And so our AUTHOR discredits what things have been set forth as if written by Christ, of which sort are:
1. CHRIST’S EPISTLE TO ABGARUS or Agbarus, King or Phylarch of Edessa, a nation on the other side of the Euphrates, in which Epistle, namely, He answers the letter of that King, who was oppressed with disease and was soliciting by letter the help of the Lord; and He gives hope to him that after His departure to the Father He was going to send one of His disciples to Edessa to heal the King. Both Epistles, together with those that followed for the execution of this dominical promise, EUSEBIUS exhibits from the records of the Church of Edessa, translated from Syriac into Greek, Historia Ecclesiastica, book I, chapter XIII. But those Epistles of Agbarus and of Christ, together with the rest of the history related by Eusebius, by the many instances of νοθείας/ spuriousness and falsehood, are manifestly convicted by SPANHEMIUS the Younger, Historia Ecclesiastica, Century I, chapter XV, § I, columns 578, 579, who believes that these things were boasted of by the Edessenes in order to lift up their Church, but that these were fabricated according to the bent of the Syrians, who are inclined to fictions; and that these are to be reckoned in a similar category with the θεοτεύκτῳ, divinely made, Image of Christ sent by the Lord to Agbarus, concerning which EVAGRIUS SCHOLASTICUS:[8] see also JOHANN ALBERT FABRICIUS’ Codicem apocryphum Novi Testamenti, part I, pages 316*-320*, and part III, pages 513-516; likewise PRITIUS’[9] Introductionem in Lectionem Novi Testamenti, chapter II, pages 7-11; RUMPÆUS’[10] Commentationem criticam ad Novi Testamenti Libros, § XIX, pages 40-43.

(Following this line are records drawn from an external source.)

//! Notification template wire format (`notifications-srv/templates`)

use serde::{Deserialize, Serialize};
use serde_with::{serde_as, DefaultOnNull};
use tenantform_domain::{Result, Template, TemplateKey, TemplatePlan};

use super::{decode_envelope, empty_as_none, encode_json, non_empty, segment, WireCodec};

#[derive(Debug, Default, Clone, Copy)]
pub struct TemplateCodec;

impl TemplateCodec {
    /// `/notifications-srv/templates/{group}:{key}:{method}:{locale}`
    pub fn path(&self, key: &TemplateKey) -> String {
        let parts = [&key.group_id, &key.template_key, &key.communication_method, &key.locale];
        let encoded: Vec<String> = parts.iter().map(|part| segment(part)).collect();
        format!("/notifications-srv/templates/{}", encoded.join(":"))
    }
}

impl WireCodec for TemplateCodec {
    type Entity = Template;

    fn encode(&self, template: &Template) -> Result<Vec<u8>> {
        encode_json(&TemplateWire::from(template))
    }

    fn decode(&self, body: &[u8]) -> Result<Template> {
        decode_envelope::<TemplateWire>(body).map(Template::from)
    }
}

#[serde_as]
#[derive(Debug, Default, Serialize, Deserialize)]
#[serde(default, rename_all = "camelCase")]
struct TemplateWire {
    #[serde(deserialize_with = "empty_as_none", skip_serializing_if = "Option::is_none")]
    id: Option<String>,
    #[serde(deserialize_with = "empty_as_none", skip_serializing_if = "Option::is_none")]
    last_seeded_by: Option<String>,
    #[serde_as(as = "DefaultOnNull")]
    group_id: String,
    #[serde_as(as = "DefaultOnNull")]
    template_key: String,
    #[serde_as(as = "DefaultOnNull")]
    communication_method: String,
    #[serde(deserialize_with = "empty_as_none", skip_serializing_if = "Option::is_none")]
    processing_type: Option<String>,
    #[serde_as(as = "DefaultOnNull")]
    locale: String,
    #[serde(deserialize_with = "empty_as_none", skip_serializing_if = "Option::is_none")]
    message_format: Option<String>,
    #[serde(skip_serializing_if = "Option::is_none")]
    enabled: Option<bool>,
    #[serde(deserialize_with = "empty_as_none", skip_serializing_if = "Option::is_none")]
    subject: Option<String>,
    #[serde_as(as = "DefaultOnNull")]
    content: String,
}

impl From<&Template> for TemplateWire {
    fn from(template: &Template) -> Self {
        let s = &template.settings;
        Self {
            id: non_empty(&template.id),
            last_seeded_by: non_empty(&template.last_seeded_by),
            group_id: s.key.group_id.clone(),
            template_key: s.key.template_key.clone(),
            communication_method: s.key.communication_method.clone(),
            processing_type: non_empty(&s.processing_type),
            locale: s.key.locale.clone(),
            message_format: non_empty(&s.message_format),
            enabled: s.enabled,
            subject: non_empty(&s.subject),
            content: s.content.clone(),
        }
    }
}

impl From<TemplateWire> for Template {
    fn from(wire: TemplateWire) -> Self {
        Self {
            id: wire.id,
            last_seeded_by: wire.last_seeded_by,
            settings: TemplatePlan {
                key: TemplateKey {
                    group_id: wire.group_id,
                    template_key: wire.template_key,
                    communication_method: wire.communication_method,
                    locale: wire.locale,
                },
                processing_type: wire.processing_type,
                message_format: wire.message_format,
                subject: wire.subject,
                content: wire.content,
                enabled: wire.enabled,
            },
        }
    }
}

2. Of similar chaff are the BOOKS WRITTEN BY CHRIST TO PETER AND PAUL, as they are indicated in the epistolary title, and which books purport to contain the magical arts by which the Lord was wont to accomplish His miracles. AUGUSTINE mentions books of this sort read by some according to narration of those; but at the same time he ridicules and cries them down, de Consensu Euangelistarum, book I, chapters IX-XI, opera, tome 3, part 2, column 6. Concerning these and similar books and writings ascribed to Christ, see also FABRICIUS’ Codicem apocryphum Novi Testamenti, part I, page 303 and following.
[1] See Romans 1:1.
[2] Valentinus Smalcius (1572-1622) was a German Socinian theologian. He translated the Racovian Catechism into German (probably having had a hand in the Catechism’s original composition), and the Racovian New Testament into Polish.

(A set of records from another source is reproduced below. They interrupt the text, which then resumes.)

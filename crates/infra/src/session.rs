//! Authenticated platform session
//!
//! Exchanges client credentials for a bearer token once, then executes
//! every platform call with that token. The session never refreshes the
//! token; a 401 surfaces as a request error and the caller builds a new
//! session.

use std::fmt;

use async_trait::async_trait;
use reqwest::header::{AUTHORIZATION, CONTENT_TYPE};
use reqwest::{Method, StatusCode};
use serde::{Deserialize, Serialize};
use tenantform_core::{HttpMethod, PlatformTransport, TransportResponse};
use tenantform_domain::constants::CLIENT_CREDENTIALS_GRANT;
use tenantform_domain::{PlatformConfig, ReconcileError, Result};
use tracing::{debug, info, instrument, warn};

use crate::errors::InfraError;
use crate::http::HttpClient;

const TOKEN_PATH: &str = "/token-srv/token";
const USER_AGENT: &str = concat!("tenantform/", env!("CARGO_PKG_VERSION"));

#[derive(Serialize)]
struct TokenRequest<'a> {
    grant_type: &'static str,
    client_id: &'a str,
    client_secret: &'a str,
}

#[derive(Deserialize)]
struct TokenResponse {
    #[serde(default)]
    access_token: Option<String>,
}

/// Bearer-token session against one platform tenant.
///
/// Immutable after construction; share it through `Arc`.
pub struct AuthenticatedSession {
    http: HttpClient,
    base_url: String,
    access_token: String,
}

impl AuthenticatedSession {
    /// Run the client-credentials exchange.
    ///
    /// # Errors
    /// - [`ReconcileError::Config`] when connection settings are missing
    /// - [`ReconcileError::Auth`] when the token endpoint refuses the
    ///   credentials or answers with something other than a token
    /// - [`ReconcileError::Transport`] when the host cannot be reached
    #[instrument(skip(config), fields(host = %config.base_url()))]
    pub async fn authenticate(config: &PlatformConfig) -> Result<Self> {
        config.validate().map_err(ReconcileError::Config)?;
        let base_url = config.base_url().to_string();
        let token_url = url::Url::parse(&format!("{base_url}{TOKEN_PATH}"))
            .map_err(|err| ReconcileError::from(InfraError::from(err)))?;

        let http = HttpClient::builder().timeout(config.timeout()).user_agent(USER_AGENT).build()?;

        let payload = TokenRequest {
            grant_type: CLIENT_CREDENTIALS_GRANT,
            client_id: &config.client_id,
            client_secret: &config.client_secret,
        };
        let response = http.send(http.request(Method::POST, token_url).json(&payload)).await?;

        let status = response.status();
        let body =
            response.text().await.map_err(|err| ReconcileError::from(InfraError::from(err)))?;
        if !status.is_success() {
            warn!(status = status.as_u16(), "token exchange refused");
            return Err(ReconcileError::Auth(format!("token endpoint returned {status}: {body}")));
        }

        let access_token = serde_json::from_str::<TokenResponse>(&body)
            .map_err(|err| ReconcileError::Auth(format!("undecodable token response: {err}")))?
            .access_token
            .filter(|token| !token.is_empty())
            .ok_or_else(|| ReconcileError::Auth("token response carries no access_token".into()))?;

        info!(client_id = %config.client_id, "platform session established");
        Ok(Self { http, base_url, access_token })
    }

    /// Tenant base URL without a trailing slash.
    pub fn base_url(&self) -> &str {
        &self.base_url
    }
}

impl fmt::Debug for AuthenticatedSession {
    fn fmt(&self, f: &mut fmt::Formatter<'_>) -> fmt::Result {
        f.debug_struct("AuthenticatedSession")
            .field("base_url", &self.base_url)
            .field("access_token", &"[REDACTED]")
            .finish()
    }
}

fn to_method(method: HttpMethod) -> Method {
    match method {
        HttpMethod::Get => Method::GET,
        HttpMethod::Post => Method::POST,
        HttpMethod::Put => Method::PUT,
        HttpMethod::Delete => Method::DELETE,
    }
}

#[async_trait]
impl PlatformTransport for AuthenticatedSession {
    #[instrument(skip_all, fields(method = %method, path = %path))]
    async fn execute(
        &self,
        method: HttpMethod,
        path: &str,
        body: Option<Vec<u8>>,
    ) -> Result<TransportResponse> {
        let url = format!("{}{}", self.base_url, path);
        let mut request = self
            .http
            .request(to_method(method), url)
            .header(AUTHORIZATION, format!("Bearer {}", self.access_token));
        if method.is_mutating() {
            request = request.header(CONTENT_TYPE, "application/json");
        }
        if let Some(body) = body {
            request = request.body(body);
        }

        let response = self.http.send(request).await?;
        let status = response.status();
        let bytes =
            response.bytes().await.map_err(|err| ReconcileError::from(InfraError::from(err)))?;

        match status {
            StatusCode::OK | StatusCode::CREATED => {
                Ok(TransportResponse { status: status.as_u16(), body: bytes.to_vec() })
            }
            StatusCode::NO_CONTENT => {
                Ok(TransportResponse { status: status.as_u16(), body: Vec::new() })
            }
            other => {
                let body = String::from_utf8_lossy(&bytes).into_owned();
                debug!(status = other.as_u16(), "platform rejected request");
                Err(ReconcileError::Request { status: other.as_u16(), body })
            }
        }
    }
}
//! Derived registration-field attributes
//!
//! The platform wants a complete field record on every upsert: locale
//! metadata, a base data type and, for consent fields, the rendered consent
//! label. All of it is computed from the primary attributes.

use tenantform_domain::constants::{
    CONSENT_DATA_TYPE, CUSTOM_FIELD_TYPE, FIELD_DEFINITION_LANGUAGE, FIELD_DEFINITION_LOCALE,
};
use tenantform_domain::{
    ConsentLabel, DerivationError, FieldDefinition, LocaleText, RegistrationFieldComplete,
    RegistrationFieldInput,
};

/// Data type → base data type. Unknown data types map to [`FALLBACK_BASE_TYPE`].
const BASE_DATA_TYPES: &[(&str, &str)] = &[
    (CONSENT_DATA_TYPE, "bool"),
    ("CHECKBOX", "bool"),
    ("TEXT", "string"),
    ("RADIO", "string"),
    ("SELECT", "string"),
    ("NUMBER", "number"),
    ("DATE", "date"),
];

const FALLBACK_BASE_TYPE: &str = "string";

/// Computes the derived attributes of a registration field.
#[derive(Debug, Default, Clone, Copy)]
pub struct FieldDerivationEngine;

impl FieldDerivationEngine {
    pub fn new() -> Self {
        Self
    }

    /// Expand primary attributes into a complete field record.
    ///
    /// # Errors
    /// [`DerivationError::MissingConsentRef`] when the data type is
    /// `CONSENT` and no consent reference is given.
    pub fn derive(
        &self,
        input: &RegistrationFieldInput,
    ) -> Result<RegistrationFieldComplete, DerivationError> {
        let settings = &input.settings;
        let consent_label = if settings.data_type == CONSENT_DATA_TYPE {
            let href = settings.consent_refs.first().ok_or_else(|| {
                DerivationError::MissingConsentRef { field_key: settings.field_key.clone() }
            })?;
            let markup = consent_markup(href);
            ConsentLabel { label: markup.clone(), label_text: markup }
        } else {
            ConsentLabel::default()
        };

        Ok(RegistrationFieldComplete {
            id: input.id.clone(),
            settings: settings.clone(),
            internal: false,
            scopes: Vec::new(),
            is_group: false,
            is_list: false,
            field_type: CUSTOM_FIELD_TYPE.to_string(),
            base_data_type: base_data_type(&settings.data_type).to_string(),
            field_definition: FieldDefinition {
                language: FIELD_DEFINITION_LANGUAGE.to_string(),
                locale: FIELD_DEFINITION_LOCALE.to_string(),
            },
            locale_text: LocaleText {
                locale: FIELD_DEFINITION_LOCALE.to_string(),
                language: FIELD_DEFINITION_LANGUAGE.to_string(),
                consent_label,
            },
        })
    }
}

/// Base data type for a field data type.
pub fn base_data_type(data_type: &str) -> &'static str {
    BASE_DATA_TYPES
        .iter()
        .find(|(known, _)| *known == data_type)
        .map_or(FALLBACK_BASE_TYPE, |(_, base)| base)
}

fn consent_markup(href: &str) -> String {
    format!("<a href=\"{href}\">Consent</a>")
}

#[cfg(test)]
mod tests {
    use tenantform_domain::RegistrationFieldPlan;

    use super::*;

    fn input(data_type: &str, consent_refs: &[&str]) -> RegistrationFieldInput {
        RegistrationFieldInput {
            id: None,
            settings: RegistrationFieldPlan {
                field_key: "terms".into(),
                data_type: data_type.into(),
                consent_refs: consent_refs.iter().map(|r| r.to_string()).collect(),
                ..RegistrationFieldPlan::default()
            },
        }
    }

    #[test]
    fn consent_field_gets_label_markup_and_bool_base_type() {
        let complete = FieldDerivationEngine::new()
            .derive(&input("CONSENT", &["https://example.com/terms", "https://ignored"]))
            .unwrap();

        let expected = "<a href=\"https://example.com/terms\">Consent</a>";
        assert_eq!(complete.base_data_type, "bool");
        assert_eq!(complete.locale_text.consent_label.label, expected);
        assert_eq!(complete.locale_text.consent_label.label_text, expected);
        assert_eq!(complete.locale_text.locale, "de-DE");
        assert_eq!(complete.field_definition.language, "de");
        assert_eq!(complete.field_type, "CUSTOM");
        assert!(!complete.is_group && !complete.is_list);
        assert!(complete.scopes.is_empty());
    }

    #[test]
    fn consent_without_reference_fails() {
        let err = FieldDerivationEngine::new().derive(&input("CONSENT", &[])).unwrap_err();
        assert_eq!(err, DerivationError::MissingConsentRef { field_key: "terms".into() });
    }

    #[test]
    fn non_consent_fields_have_empty_label() {
        let complete = FieldDerivationEngine::new().derive(&input("TEXT", &[])).unwrap();
        assert_eq!(complete.base_data_type, "string");
        assert_eq!(complete.locale_text.consent_label, ConsentLabel::default());
    }

    #[test]
    fn unknown_data_types_fall_back_to_string() {
        assert_eq!(base_data_type("COLOUR"), "string");
        assert_eq!(base_data_type("NUMBER"), "number");
        assert_eq!(base_data_type("DATE"), "date");
    }

    #[test]
    fn derivation_is_deterministic() {
        let engine = FieldDerivationEngine::new();
        let input = input("CONSENT", &["https://example.com/terms"]);
        assert_eq!(engine.derive(&input).unwrap(), engine.derive(&input).unwrap());
    }
}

[3] Jonas Schlichting (1592-1661) was a theologian of the Socinian Polish Brethren. He wrote commentaries on most of the books of the New Testament.
[4] Johannes Crellius (1590-1633) was a one of the Polish Brethren and an influential Socinian theologian. His son and grandson were also proponents of Socinian views.

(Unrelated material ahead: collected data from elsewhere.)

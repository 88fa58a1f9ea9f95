use std::time::Duration;

use reqwest::{Client as ReqwestClient, Method, RequestBuilder, Response};
use tenantform_domain::{ReconcileError, DEFAULT_TIMEOUT_SECS};
use tracing::debug;

use crate::errors::InfraError;

/// HTTP client with a request timeout. Requests are sent exactly once.
#[derive(Clone)]
pub struct HttpClient {
    client: ReqwestClient,
}

impl HttpClient {
    /// Start building a new HTTP client.
    pub fn builder() -> HttpClientBuilder {
        HttpClientBuilder::default()
    }

    /// Convenience constructor with default configuration.
    pub fn new() -> Result<Self, ReconcileError> {
        Self::builder().build()
    }

    /// Create a request builder using the underlying reqwest client.
    pub fn request<U>(&self, method: Method, url: U) -> RequestBuilder
    where
        U: reqwest::IntoUrl,
    {
        self.client.request(method, url)
    }

    /// Execute the provided request builder.
    ///
    /// Any HTTP status is returned as a response; only failures to obtain
    /// one become errors.
    pub async fn send(&self, builder: RequestBuilder) -> Result<Response, ReconcileError> {
        let request = builder.build().map_err(|err| ReconcileError::from(InfraError::from(err)))?;

        let method = request.method().clone();
        let url = request.url().clone();
        debug!(%method, path = url.path(), "sending HTTP request");

        match self.client.execute(request).await {
            Ok(response) => {
                let status = response.status();
                debug!(%method, path = url.path(), %status, "received HTTP response");
                Ok(response)
            }
            Err(err) => {
                debug!(%method, path = url.path(), error = %err, "HTTP request failed");
                Err(InfraError::from(err).into())
            }
        }
    }
}

/// Builder for [`HttpClient`].
#[derive(Debug)]
pub struct HttpClientBuilder {
    timeout: Duration,
    user_agent: Option<String>,
}

impl Default for HttpClientBuilder {
    fn default() -> Self {
        Self {
            timeout: Duration::from_secs(DEFAULT_TIMEOUT_SECS),
            user_agent: None,
        }
    }
}

impl HttpClientBuilder {
    pub fn timeout(mut self, timeout: Duration) -> Self {
        self.timeout = timeout;
        self
    }

    pub fn user_agent(mut self, agent: impl Into<String>) -> Self {
        self.user_agent = Some(agent.into());
        self
    }

    pub fn build(self) -> Result<HttpClient, ReconcileError> {
        let mut builder = ReqwestClient::builder().timeout(self.timeout).no_proxy();

        if let Some(agent) = self.user_agent {
            builder = builder.user_agent(agent);
        }

        let client = builder.build().map_err(|err| ReconcileError::from(InfraError::from(err)))?;

        Ok(HttpClient { client })
    }
}

#[cfg(test)]
mod tests {
    use std::net::TcpListener;

    use reqwest::{Method, StatusCode};
    use wiremock::matchers::method;
    use wiremock::{Mock, MockServer, ResponseTemplate};

    use super::*;

    #[tokio::test]
    async fn returns_successful_response() {
        let server = MockServer::start().await;
        Mock::given(method("GET"))
            .respond_with(ResponseTemplate::new(200).set_body_string("ok"))
            .expect(1)
            .mount(&server)
            .await;

        let client = HttpClient::new().expect("http client");
        let response =
            client.send(client.request(Method::GET, server.uri())).await.expect("response");

        assert_eq!(response.status(), StatusCode::OK);
    }

    #[tokio::test]
    async fn server_errors_are_not_retried() {
        let server = MockServer::start().await;
        Mock::given(method("GET"))
            .respond_with(ResponseTemplate::new(503))
            .expect(1)
            .mount(&server)
            .await;

        let client = HttpClient::new().expect("http client");
        let response =
            client.send(client.request(Method::GET, server.uri())).await.expect("response");

        assert_eq!(response.status(), StatusCode::SERVICE_UNAVAILABLE);
        let requests = server.received_requests().await.unwrap();
        assert_eq!(requests.len(), 1);
    }

    #[tokio::test]
    async fn network_failure_is_a_transport_error() {
        let listener = TcpListener::bind("127.0.0.1:0").unwrap();
        let addr = listener.local_addr().unwrap();
        drop(listener); // release the port so that requests fail with ECONNREFUSED
        let url = format!("http://{}", addr);

        let client = HttpClient::builder().timeout(Duration::from_secs(2)).build().unwrap();

        match client.send(client.request(Method::GET, &url)).await {
            Err(ReconcileError::Transport(msg)) => {
                assert!(msg.to_lowercase().contains("http"));
            }
            other => panic!("expected transport error, got {:?}", other),
        }
    }
}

[5] See Acts 14:15; James 5:17.
[6] Theodor Hase (1682-1731) was a Reformed theologian and philologist. He served as Professor of Theology at Bremen from 1708 to 1731.
[7] Conrad Iken (1689-1753) was a Reformed theologian and philologist. He served as Professor of Theology at Bremen from 1723 to 1753.
[8] Evagrius Scholasticus (sixth century) was a Syrian scholar and lawyer. He wrote a six-volume Ecclesiastical History, treating the period from the First Council of Ephesus (431) to the author’s time (593) under the reign of Maurice.
[9] Johann Georg Pritius (1662-1732) was a German Lutheran Theologian and Minister.
[10] Justus Wesselius Rumpæus (1676-1730) was a Lutheran Theologian and Schoolman.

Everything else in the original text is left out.